%%

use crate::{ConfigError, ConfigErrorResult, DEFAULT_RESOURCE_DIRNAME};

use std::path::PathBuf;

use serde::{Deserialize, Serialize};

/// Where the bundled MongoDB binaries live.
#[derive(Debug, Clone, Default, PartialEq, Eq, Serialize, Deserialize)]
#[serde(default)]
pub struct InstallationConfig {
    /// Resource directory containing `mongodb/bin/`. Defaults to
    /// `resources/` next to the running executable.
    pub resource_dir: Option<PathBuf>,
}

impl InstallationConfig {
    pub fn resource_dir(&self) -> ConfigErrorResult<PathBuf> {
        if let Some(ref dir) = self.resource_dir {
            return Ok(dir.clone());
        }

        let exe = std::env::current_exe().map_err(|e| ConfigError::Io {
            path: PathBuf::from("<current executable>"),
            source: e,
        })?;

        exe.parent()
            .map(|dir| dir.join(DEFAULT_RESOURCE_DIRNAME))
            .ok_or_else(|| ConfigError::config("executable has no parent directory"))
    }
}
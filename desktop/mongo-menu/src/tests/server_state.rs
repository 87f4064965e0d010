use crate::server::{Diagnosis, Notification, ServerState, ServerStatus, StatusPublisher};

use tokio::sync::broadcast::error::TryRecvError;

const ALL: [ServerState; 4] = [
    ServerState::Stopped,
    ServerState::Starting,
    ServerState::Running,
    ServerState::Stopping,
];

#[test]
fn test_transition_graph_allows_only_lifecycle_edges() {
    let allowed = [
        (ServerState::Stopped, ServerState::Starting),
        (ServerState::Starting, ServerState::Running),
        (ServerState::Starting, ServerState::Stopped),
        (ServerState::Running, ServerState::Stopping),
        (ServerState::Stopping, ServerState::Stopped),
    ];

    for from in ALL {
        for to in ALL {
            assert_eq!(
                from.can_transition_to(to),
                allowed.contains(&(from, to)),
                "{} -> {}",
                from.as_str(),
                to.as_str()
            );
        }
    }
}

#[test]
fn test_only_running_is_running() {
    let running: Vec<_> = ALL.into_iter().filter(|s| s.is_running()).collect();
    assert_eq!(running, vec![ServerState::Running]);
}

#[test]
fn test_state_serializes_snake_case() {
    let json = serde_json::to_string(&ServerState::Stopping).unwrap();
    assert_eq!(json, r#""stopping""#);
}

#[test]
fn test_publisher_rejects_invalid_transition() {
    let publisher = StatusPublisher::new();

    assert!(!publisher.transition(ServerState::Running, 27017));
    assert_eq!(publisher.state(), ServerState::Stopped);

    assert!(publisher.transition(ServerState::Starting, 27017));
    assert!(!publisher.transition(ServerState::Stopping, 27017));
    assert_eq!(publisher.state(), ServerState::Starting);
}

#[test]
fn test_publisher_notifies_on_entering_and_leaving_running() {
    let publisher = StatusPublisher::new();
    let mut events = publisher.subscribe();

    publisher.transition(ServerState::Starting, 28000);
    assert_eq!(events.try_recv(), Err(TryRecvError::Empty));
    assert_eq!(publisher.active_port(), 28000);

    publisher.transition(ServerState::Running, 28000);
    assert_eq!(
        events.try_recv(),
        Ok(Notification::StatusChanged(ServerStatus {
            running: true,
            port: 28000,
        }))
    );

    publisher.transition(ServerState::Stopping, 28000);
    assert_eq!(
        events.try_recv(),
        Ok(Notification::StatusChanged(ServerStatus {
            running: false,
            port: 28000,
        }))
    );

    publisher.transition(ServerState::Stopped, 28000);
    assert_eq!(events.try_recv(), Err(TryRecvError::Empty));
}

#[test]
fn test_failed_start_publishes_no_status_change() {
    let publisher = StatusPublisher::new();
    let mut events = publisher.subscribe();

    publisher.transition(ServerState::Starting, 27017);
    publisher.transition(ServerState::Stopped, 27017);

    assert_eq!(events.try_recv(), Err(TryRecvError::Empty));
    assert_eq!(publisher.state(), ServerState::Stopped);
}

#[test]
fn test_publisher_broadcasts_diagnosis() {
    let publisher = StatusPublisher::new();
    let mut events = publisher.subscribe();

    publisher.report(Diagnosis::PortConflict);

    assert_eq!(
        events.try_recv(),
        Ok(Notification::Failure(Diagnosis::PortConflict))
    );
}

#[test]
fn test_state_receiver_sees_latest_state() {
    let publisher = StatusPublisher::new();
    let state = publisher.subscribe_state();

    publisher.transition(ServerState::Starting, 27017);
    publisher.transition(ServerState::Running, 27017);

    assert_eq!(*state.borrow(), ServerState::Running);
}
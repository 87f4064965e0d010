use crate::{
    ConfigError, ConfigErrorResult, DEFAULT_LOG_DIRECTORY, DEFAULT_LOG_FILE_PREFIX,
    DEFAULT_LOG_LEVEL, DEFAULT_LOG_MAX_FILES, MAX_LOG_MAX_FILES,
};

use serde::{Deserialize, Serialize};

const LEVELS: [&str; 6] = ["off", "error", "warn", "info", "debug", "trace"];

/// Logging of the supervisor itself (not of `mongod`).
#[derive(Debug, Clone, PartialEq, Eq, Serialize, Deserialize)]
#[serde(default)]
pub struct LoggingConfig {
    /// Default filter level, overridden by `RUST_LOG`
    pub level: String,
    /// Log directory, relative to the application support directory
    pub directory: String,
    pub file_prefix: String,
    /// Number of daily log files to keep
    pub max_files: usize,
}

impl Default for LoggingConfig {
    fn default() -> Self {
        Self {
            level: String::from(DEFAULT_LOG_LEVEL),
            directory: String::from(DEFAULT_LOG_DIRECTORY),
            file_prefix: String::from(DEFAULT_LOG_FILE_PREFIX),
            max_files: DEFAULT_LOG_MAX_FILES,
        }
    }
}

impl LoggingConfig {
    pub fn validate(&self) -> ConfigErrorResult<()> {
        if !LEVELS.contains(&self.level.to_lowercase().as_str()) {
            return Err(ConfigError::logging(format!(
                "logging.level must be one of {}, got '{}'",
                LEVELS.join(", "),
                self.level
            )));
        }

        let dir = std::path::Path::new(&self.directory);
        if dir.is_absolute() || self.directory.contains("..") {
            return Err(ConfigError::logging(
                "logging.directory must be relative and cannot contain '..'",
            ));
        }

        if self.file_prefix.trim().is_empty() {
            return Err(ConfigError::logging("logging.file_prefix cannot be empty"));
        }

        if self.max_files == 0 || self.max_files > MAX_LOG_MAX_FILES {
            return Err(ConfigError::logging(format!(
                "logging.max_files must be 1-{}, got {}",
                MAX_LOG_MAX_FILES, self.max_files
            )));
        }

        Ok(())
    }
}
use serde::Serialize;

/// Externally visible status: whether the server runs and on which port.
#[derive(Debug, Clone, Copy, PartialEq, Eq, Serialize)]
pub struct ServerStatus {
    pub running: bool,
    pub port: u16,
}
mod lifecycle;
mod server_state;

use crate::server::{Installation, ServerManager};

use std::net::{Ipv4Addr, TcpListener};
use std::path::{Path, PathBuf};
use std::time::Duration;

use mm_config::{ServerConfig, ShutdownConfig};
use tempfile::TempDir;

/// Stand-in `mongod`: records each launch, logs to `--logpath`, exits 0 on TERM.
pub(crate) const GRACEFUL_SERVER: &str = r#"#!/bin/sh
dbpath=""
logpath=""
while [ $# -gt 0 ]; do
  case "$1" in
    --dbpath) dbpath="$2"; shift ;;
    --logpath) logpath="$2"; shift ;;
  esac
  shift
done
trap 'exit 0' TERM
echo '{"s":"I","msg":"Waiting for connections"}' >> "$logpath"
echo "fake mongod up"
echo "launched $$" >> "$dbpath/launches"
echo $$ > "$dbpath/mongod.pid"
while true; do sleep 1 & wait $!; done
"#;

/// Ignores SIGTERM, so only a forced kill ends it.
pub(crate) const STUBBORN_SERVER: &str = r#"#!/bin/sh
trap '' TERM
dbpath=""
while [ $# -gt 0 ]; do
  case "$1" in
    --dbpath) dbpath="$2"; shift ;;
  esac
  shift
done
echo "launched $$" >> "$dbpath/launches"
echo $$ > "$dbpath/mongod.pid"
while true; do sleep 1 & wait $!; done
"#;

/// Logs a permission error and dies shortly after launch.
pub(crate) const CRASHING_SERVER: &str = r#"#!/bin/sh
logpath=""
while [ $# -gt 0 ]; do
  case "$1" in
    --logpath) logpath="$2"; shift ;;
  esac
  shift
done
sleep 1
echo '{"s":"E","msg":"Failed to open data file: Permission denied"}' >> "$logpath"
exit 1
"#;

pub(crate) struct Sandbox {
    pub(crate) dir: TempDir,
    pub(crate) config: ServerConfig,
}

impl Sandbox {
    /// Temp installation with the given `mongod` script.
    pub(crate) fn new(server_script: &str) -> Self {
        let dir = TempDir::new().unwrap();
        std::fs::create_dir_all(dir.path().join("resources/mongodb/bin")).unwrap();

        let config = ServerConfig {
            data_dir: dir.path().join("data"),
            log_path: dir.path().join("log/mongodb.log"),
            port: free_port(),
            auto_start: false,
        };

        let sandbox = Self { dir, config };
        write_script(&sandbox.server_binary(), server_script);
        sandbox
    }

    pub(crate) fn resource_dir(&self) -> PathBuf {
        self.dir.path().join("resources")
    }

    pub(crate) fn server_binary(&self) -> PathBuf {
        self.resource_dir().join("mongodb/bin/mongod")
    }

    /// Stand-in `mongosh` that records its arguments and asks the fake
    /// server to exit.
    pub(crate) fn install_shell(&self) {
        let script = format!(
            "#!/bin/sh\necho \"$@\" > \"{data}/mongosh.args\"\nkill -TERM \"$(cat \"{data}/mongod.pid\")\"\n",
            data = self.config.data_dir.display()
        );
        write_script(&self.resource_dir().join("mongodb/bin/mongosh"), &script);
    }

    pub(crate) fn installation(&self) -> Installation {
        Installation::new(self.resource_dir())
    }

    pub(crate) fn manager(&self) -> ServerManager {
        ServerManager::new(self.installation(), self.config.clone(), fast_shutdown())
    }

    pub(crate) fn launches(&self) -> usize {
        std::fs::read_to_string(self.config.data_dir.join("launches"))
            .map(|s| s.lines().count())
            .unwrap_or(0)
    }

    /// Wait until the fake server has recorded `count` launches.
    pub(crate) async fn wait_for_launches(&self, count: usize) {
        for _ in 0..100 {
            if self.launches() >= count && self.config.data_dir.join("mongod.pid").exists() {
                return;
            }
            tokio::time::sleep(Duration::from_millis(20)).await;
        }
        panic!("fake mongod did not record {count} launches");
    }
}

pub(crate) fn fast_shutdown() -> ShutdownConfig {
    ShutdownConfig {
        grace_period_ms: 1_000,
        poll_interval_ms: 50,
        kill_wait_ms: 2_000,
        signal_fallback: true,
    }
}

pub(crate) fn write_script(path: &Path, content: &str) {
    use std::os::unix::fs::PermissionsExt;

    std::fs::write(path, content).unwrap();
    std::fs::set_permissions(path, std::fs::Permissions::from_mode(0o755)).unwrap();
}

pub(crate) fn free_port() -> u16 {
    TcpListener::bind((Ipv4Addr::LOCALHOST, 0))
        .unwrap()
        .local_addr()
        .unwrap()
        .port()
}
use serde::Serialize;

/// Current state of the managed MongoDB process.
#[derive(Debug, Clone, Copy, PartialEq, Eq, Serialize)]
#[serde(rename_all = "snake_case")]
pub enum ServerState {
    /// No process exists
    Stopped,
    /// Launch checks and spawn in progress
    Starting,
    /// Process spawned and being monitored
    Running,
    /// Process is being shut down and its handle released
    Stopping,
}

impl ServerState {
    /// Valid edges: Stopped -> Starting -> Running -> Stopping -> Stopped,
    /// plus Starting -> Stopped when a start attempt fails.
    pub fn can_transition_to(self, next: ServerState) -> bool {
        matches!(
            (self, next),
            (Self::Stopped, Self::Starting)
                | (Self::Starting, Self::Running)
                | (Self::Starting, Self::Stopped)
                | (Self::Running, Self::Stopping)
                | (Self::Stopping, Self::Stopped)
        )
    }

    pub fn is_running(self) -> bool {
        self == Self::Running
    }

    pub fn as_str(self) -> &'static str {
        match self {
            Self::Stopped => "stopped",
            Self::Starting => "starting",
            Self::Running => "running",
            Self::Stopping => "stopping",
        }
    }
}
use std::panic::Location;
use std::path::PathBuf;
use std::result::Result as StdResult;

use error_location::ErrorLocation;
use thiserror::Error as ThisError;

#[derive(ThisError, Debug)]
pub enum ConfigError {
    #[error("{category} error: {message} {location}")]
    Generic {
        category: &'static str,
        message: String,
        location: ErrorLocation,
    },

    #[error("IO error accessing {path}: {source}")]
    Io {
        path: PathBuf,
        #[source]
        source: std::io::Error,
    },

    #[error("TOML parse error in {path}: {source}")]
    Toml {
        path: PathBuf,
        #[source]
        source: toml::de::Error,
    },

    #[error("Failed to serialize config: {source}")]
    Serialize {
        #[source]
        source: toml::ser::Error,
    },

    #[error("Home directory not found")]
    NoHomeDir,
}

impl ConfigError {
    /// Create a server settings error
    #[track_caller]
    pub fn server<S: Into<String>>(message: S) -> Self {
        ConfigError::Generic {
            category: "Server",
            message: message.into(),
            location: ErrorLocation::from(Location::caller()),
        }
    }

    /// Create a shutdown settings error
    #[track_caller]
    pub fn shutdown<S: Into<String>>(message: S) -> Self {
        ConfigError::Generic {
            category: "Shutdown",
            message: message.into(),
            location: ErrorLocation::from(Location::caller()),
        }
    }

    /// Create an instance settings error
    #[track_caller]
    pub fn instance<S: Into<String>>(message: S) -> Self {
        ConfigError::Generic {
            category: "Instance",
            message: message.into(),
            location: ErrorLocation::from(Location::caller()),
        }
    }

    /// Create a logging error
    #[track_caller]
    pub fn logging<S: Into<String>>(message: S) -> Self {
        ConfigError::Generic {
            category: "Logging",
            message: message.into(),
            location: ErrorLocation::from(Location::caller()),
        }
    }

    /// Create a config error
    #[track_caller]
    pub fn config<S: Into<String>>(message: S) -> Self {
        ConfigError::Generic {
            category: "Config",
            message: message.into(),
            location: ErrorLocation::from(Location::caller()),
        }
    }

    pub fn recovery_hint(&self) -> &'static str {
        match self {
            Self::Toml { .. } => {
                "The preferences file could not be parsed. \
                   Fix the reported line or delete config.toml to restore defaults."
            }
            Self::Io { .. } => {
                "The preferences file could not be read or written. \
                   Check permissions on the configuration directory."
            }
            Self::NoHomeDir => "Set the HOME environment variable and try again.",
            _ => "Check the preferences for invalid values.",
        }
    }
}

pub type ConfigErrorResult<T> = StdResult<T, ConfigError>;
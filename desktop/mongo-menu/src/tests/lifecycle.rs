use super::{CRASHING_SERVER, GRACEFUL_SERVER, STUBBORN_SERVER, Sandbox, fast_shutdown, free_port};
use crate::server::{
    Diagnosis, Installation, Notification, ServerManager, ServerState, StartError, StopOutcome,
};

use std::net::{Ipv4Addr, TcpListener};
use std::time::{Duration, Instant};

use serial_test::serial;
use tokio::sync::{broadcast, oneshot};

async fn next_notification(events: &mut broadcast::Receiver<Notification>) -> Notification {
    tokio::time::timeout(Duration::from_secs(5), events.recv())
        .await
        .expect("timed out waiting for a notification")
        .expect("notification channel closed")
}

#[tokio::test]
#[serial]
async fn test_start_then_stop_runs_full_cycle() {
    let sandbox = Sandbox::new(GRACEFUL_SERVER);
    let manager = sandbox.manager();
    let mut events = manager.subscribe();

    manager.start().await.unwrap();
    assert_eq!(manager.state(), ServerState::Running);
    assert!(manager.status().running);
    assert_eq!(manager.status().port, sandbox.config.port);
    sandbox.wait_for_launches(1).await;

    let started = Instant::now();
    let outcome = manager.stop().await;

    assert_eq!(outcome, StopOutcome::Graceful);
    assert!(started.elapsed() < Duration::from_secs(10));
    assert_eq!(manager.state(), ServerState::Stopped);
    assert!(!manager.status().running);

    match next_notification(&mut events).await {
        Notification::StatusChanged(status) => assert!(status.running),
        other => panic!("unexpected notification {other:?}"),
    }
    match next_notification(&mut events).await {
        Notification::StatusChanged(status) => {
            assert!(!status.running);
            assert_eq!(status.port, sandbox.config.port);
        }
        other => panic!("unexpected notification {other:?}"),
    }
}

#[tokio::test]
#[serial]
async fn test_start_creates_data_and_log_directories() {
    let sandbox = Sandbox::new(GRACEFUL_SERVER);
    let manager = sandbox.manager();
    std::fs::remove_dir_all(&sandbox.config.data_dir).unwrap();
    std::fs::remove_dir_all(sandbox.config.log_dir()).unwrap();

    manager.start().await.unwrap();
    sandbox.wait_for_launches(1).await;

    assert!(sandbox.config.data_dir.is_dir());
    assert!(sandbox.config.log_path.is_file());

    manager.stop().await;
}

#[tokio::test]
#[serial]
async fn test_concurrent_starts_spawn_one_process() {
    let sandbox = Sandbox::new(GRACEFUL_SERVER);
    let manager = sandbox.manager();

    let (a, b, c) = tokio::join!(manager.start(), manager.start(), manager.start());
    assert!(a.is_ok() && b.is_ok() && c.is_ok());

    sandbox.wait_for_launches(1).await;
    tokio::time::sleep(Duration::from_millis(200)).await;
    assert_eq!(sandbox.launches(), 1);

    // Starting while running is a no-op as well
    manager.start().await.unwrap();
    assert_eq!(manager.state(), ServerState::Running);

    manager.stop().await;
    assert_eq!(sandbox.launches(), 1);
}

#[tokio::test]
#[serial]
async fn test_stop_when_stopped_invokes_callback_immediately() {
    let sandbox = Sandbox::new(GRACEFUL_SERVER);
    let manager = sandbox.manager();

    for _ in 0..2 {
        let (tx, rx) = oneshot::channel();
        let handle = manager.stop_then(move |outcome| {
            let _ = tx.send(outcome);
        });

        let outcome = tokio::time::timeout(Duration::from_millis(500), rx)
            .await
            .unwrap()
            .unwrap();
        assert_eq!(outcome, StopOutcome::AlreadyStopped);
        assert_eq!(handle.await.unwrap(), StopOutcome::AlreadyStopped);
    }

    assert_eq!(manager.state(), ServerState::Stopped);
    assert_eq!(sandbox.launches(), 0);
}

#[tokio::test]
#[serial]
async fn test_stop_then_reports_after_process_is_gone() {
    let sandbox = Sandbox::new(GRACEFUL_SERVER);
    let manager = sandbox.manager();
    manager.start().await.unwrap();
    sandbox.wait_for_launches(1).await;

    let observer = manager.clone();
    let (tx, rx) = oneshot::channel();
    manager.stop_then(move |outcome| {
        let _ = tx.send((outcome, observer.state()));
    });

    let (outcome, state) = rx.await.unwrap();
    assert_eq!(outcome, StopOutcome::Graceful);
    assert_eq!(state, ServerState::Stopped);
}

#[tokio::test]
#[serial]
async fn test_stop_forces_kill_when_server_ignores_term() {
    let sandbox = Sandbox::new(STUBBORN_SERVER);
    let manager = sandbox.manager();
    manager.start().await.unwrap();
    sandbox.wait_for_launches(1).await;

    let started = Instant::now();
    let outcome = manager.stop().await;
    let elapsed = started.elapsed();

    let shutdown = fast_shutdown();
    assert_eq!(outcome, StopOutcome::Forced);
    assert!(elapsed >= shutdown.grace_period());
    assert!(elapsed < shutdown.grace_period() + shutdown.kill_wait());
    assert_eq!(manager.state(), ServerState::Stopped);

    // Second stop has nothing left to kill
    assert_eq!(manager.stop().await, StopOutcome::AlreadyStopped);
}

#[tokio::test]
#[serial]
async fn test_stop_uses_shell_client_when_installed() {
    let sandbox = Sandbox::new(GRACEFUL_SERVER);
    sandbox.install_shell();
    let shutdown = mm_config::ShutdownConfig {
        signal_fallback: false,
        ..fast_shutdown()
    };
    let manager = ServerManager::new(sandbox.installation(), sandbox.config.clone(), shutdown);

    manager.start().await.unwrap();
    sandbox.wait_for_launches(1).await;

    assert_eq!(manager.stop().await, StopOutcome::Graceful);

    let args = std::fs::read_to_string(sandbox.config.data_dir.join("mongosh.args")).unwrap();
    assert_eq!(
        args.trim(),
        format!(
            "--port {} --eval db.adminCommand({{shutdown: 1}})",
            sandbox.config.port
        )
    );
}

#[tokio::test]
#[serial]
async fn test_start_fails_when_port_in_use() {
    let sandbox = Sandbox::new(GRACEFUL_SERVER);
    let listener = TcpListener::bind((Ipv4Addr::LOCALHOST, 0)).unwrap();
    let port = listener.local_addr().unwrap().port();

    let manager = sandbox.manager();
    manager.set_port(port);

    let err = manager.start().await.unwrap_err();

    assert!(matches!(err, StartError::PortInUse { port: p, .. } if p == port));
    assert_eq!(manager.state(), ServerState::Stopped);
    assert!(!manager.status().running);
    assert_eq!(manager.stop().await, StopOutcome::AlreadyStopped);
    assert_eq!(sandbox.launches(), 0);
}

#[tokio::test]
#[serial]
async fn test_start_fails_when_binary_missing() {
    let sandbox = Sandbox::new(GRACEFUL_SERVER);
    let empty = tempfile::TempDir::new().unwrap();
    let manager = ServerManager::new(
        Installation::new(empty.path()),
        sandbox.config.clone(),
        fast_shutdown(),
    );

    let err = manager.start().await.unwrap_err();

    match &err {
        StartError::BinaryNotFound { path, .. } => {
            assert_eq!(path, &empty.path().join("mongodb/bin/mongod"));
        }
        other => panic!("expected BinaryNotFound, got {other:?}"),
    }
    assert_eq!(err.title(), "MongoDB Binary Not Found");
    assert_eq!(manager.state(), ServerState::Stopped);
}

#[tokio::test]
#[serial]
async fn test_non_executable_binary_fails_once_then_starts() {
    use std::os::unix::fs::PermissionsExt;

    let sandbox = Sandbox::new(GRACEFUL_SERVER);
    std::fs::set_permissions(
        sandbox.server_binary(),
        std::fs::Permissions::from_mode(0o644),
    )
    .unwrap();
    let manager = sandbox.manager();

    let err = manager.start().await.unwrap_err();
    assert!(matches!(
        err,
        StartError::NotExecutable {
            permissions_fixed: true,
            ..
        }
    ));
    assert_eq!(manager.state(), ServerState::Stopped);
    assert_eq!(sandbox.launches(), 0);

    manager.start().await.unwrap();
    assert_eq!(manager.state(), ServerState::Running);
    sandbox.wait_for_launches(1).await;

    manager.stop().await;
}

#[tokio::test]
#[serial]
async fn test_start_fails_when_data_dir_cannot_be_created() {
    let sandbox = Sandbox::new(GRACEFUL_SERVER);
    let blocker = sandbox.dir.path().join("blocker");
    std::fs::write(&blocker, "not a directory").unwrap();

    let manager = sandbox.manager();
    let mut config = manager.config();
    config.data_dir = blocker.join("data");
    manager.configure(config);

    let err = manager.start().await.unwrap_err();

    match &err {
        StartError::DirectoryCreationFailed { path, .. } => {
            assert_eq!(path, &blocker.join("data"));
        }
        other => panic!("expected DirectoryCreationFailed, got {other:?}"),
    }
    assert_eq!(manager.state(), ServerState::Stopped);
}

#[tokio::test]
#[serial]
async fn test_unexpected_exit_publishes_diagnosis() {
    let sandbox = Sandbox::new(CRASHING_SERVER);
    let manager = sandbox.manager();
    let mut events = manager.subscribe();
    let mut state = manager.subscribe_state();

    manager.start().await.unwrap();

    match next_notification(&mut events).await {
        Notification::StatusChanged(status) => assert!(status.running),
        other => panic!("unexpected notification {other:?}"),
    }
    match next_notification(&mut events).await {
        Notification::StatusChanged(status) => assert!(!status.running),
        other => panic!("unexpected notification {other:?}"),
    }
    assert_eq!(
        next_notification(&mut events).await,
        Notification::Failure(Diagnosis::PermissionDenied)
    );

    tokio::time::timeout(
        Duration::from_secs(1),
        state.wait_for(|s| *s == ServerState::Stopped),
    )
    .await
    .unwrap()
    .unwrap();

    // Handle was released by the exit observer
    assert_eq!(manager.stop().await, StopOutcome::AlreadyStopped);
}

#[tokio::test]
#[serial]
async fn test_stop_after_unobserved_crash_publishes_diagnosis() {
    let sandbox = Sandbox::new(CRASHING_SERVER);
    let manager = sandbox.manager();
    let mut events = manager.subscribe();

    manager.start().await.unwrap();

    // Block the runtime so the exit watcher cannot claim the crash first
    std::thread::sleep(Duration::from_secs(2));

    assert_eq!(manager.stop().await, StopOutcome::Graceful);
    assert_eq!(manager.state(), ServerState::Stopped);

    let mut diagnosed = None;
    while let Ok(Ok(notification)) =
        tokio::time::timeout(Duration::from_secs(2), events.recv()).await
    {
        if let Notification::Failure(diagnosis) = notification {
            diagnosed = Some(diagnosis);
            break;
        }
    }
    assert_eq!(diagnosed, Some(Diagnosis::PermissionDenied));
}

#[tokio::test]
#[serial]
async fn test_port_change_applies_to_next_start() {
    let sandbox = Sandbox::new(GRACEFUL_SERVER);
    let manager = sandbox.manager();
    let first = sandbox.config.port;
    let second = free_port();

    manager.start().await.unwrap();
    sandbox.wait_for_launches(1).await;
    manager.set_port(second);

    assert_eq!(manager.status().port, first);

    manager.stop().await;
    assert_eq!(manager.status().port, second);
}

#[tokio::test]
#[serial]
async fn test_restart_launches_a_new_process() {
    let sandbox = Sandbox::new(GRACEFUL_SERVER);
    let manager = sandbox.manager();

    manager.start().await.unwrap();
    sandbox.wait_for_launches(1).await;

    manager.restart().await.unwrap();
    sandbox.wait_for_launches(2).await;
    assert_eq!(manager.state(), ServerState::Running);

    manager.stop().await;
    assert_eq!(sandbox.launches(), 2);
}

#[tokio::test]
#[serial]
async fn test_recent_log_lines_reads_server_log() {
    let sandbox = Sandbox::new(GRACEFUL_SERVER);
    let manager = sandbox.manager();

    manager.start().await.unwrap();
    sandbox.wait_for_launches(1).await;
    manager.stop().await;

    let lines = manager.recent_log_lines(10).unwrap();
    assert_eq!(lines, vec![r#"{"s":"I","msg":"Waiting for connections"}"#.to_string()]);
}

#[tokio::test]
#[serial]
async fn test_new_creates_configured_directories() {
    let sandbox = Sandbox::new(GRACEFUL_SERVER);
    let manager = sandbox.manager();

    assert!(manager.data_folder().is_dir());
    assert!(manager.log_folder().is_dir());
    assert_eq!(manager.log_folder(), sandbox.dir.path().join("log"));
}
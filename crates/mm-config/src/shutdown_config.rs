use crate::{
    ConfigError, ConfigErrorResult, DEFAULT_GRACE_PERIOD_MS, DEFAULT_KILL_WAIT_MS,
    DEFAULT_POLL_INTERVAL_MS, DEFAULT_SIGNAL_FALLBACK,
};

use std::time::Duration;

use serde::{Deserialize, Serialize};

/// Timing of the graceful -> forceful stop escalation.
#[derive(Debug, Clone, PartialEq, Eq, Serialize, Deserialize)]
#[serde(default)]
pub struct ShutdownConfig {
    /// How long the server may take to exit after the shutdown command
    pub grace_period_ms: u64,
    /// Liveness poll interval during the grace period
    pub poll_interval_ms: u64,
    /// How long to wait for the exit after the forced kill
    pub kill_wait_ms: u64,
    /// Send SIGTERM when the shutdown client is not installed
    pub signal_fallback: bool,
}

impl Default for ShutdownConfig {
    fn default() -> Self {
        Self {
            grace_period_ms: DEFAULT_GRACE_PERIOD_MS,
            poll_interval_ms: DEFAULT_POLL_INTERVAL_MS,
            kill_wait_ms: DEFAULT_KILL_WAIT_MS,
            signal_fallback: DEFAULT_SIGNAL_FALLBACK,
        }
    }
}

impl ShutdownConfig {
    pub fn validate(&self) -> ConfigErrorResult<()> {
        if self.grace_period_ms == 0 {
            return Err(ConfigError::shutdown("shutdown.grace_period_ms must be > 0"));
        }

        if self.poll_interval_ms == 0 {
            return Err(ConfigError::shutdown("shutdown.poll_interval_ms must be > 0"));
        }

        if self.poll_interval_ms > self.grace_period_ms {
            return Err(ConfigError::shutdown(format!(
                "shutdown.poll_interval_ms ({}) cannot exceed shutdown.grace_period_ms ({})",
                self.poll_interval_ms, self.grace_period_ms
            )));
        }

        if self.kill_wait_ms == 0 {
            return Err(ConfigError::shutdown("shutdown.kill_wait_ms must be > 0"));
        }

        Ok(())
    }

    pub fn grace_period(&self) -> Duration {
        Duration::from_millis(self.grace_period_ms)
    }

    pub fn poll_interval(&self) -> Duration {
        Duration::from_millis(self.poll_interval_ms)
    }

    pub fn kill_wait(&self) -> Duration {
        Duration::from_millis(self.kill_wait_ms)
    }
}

%%

TASK PROMPT:
When a line in the data holds the word "elapsed", show that line.

EXPECTED ANSWER:
    assert!(started.elapsed() < Duration::from_secs(10));
    let elapsed = started.elapsed();
    assert!(elapsed >= shutdown.grace_period());
    assert!(elapsed < shutdown.grace_period() + shutdown.kill_wait());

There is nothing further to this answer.